Following the Term Breech Trial, vaginal breech deliveries are rarely undertaken in Australia. Some women choose to have a breech delivery following counselling, while others will present in labour with an undiagnosed breech. Clinicians need to be skilled in vaginal breech delivery despite this being a rare clinical situation. Simulation training provides a means by which uncommon clinical situations can be practised.

This study aims to determine if the introduction of a simulation‐based training course is associated with an improvement in the management of vaginal breech delivery and neonatal outcomes.

Cases of term vaginal breech delivery five years prior to introduction of In Time training (2001–2005) and five years after In Time training (2007–2011) were identified in a tertiary obstetric hospital (King Edward Memorial Hospital, Perth). There were 136 women identified in the pre‐training (2001–2005, n = 56) and post‐training (2007–2011, n = 80) groups. Case note review was undertaken to gather information.

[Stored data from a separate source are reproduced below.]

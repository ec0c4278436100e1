//! Loading image references found in conversation content.

use base64::engine::general_purpose::STANDARD;
use base64::Engine as _;
use image::ImageError;
use std::io::ErrorKind;
use std::path::Path;
use thiserror::Error;

/// File extensions treated as image references.
pub const IMAGE_EXTENSIONS: &[&str] = &["png", "jpg", "jpeg", "gif", "bmp", "tiff", "tif", "webp"];

/// Whether a content string looks like a path to an image.
///
/// Decided by extension alone; the file may or may not exist.
pub fn is_image_path(reference: &str) -> bool {
    Path::new(reference.trim())
        .extension()
        .and_then(|ext| ext.to_str())
        .map(|ext| IMAGE_EXTENSIONS.contains(&ext.to_ascii_lowercase().as_str()))
        .unwrap_or(false)
}

/// An image file that was read and successfully decoded.
#[derive(Debug, Clone, PartialEq)]
pub struct LoadedImage {
    /// Base name of the source file.
    pub file_name: String,
    pub mime_type: String,
    /// Original file bytes.
    pub data: Vec<u8>,
    pub width: u32,
    pub height: u32,
}

impl LoadedImage {
    pub fn to_base64(&self) -> String {
        STANDARD.encode(&self.data)
    }
}

/// Why an image reference could not be turned into a [`LoadedImage`].
///
/// `Display` renders the inline placeholder that replaces the image.
#[derive(Debug, Clone, PartialEq, Eq, Error)]
pub enum ImageLoadError {
    #[error("[Image not found: {file_name}]")]
    NotFound { file_name: String },

    #[error("[Unidentifiable image: {file_name}]")]
    Unidentified { file_name: String, reason: String },

    #[error("[Error loading image: {file_name}: {reason}]")]
    Other { file_name: String, reason: String },
}

/// Read and decode the image at `reference`.
pub fn load_image(reference: &str) -> Result<LoadedImage, ImageLoadError> {
    let path = Path::new(reference.trim());
    let file_name = base_name(path, reference);

    let data = std::fs::read(path).map_err(|e| match e.kind() {
        ErrorKind::NotFound => ImageLoadError::NotFound {
            file_name: file_name.clone(),
        },
        _ => ImageLoadError::Other {
            file_name: file_name.clone(),
            reason: e.to_string(),
        },
    })?;

    let format = image::guess_format(&data).map_err(|e| ImageLoadError::Unidentified {
        file_name: file_name.clone(),
        reason: e.to_string(),
    })?;

    let decoded = image::load_from_memory_with_format(&data, format).map_err(|e| match e {
        ImageError::Decoding(_) | ImageError::Unsupported(_) => ImageLoadError::Unidentified {
            file_name: file_name.clone(),
            reason: e.to_string(),
        },
        other => ImageLoadError::Other {
            file_name: file_name.clone(),
            reason: other.to_string(),
        },
    })?;

    Ok(LoadedImage {
        file_name,
        mime_type: format.to_mime_type().to_string(),
        width: decoded.width(),
        height: decoded.height(),
        data,
    })
}

fn base_name(path: &Path, fallback: &str) -> String {
    path.file_name()
        .map(|name| name.to_string_lossy().into_owned())
        .unwrap_or_else(|| fallback.to_string())
}

#[cfg(test)]
mod tests {
    use super::*;
    use tempfile::tempdir;

    #[test]
    fn test_is_image_path() {
        assert!(is_image_path("/tmp/outputs/screenshot_ab12.png"));
        assert!(is_image_path("C:/shots/Capture.JPG"));
        assert!(is_image_path("photo.webp"));
        assert!(!is_image_path("notes.txt"));
        assert!(!is_image_path("Click the OK button"));
        assert!(!is_image_path("png"));
    }

    #[test]
    fn test_missing_file_uses_base_name() {
        let err = load_image("/definitely/not/here/shot_001.png").unwrap_err();
        assert_eq!(
            err,
            ImageLoadError::NotFound {
                file_name: "shot_001.png".to_string()
            }
        );
        assert_eq!(err.to_string(), "[Image not found: shot_001.png]");
    }

    #[test]
    fn test_corrupt_file_is_unidentified() {
        let dir = tempdir().unwrap();
        let path = dir.path().join("broken.png");
        std::fs::write(&path, b"this is not a png").unwrap();

        let err = load_image(path.to_str().unwrap()).unwrap_err();
        assert!(matches!(err, ImageLoadError::Unidentified { .. }));
        assert_eq!(err.to_string(), "[Unidentifiable image: broken.png]");
    }

    #[test]
    fn test_directory_is_other_failure() {
        let dir = tempdir().unwrap();
        let path = dir.path().join("folder.png");
        std::fs::create_dir(&path).unwrap();

        let err = load_image(path.to_str().unwrap()).unwrap_err();
        assert!(matches!(err, ImageLoadError::Other { .. }));
        assert!(err.to_string().starts_with("[Error loading image: folder.png: "));
    }

    #[test]
    fn test_load_valid_png() {
        let dir = tempdir().unwrap();
        let path = dir.path().join("tiny.png");
        image::RgbImage::new(3, 2).save(&path).unwrap();

        let loaded = load_image(path.to_str().unwrap()).unwrap();
        assert_eq!(loaded.file_name, "tiny.png");
        assert_eq!(loaded.mime_type, "image/png");
        assert_eq!((loaded.width, loaded.height), (3, 2));
        assert_eq!(loaded.data, std::fs::read(&path).unwrap());
        assert!(!loaded.to_base64().is_empty());
    }
}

Apgar scores of <7 at five minutes were higher in the post‐training cohort (8.8% vs 0%, P = 0.041). Arterial and venous pH readings were similar between cohorts, with a non‐significant trend toward improvement in the post‐training cohort. Special care nursery admissions and length of hospital stay were unchanged. The primary accoucheur was more likely to be a consultant (35.0% vs 16.4%) in the post‐training cohort. Appropriate manoeuvres were more likely to be used in the post‐training cohort (52.5% vs 44.6%). Conclusions Obstetric In Time simulation training improved seniority of accoucheur and documented appropriate manoeuvres in the management of term vaginal breech delivery.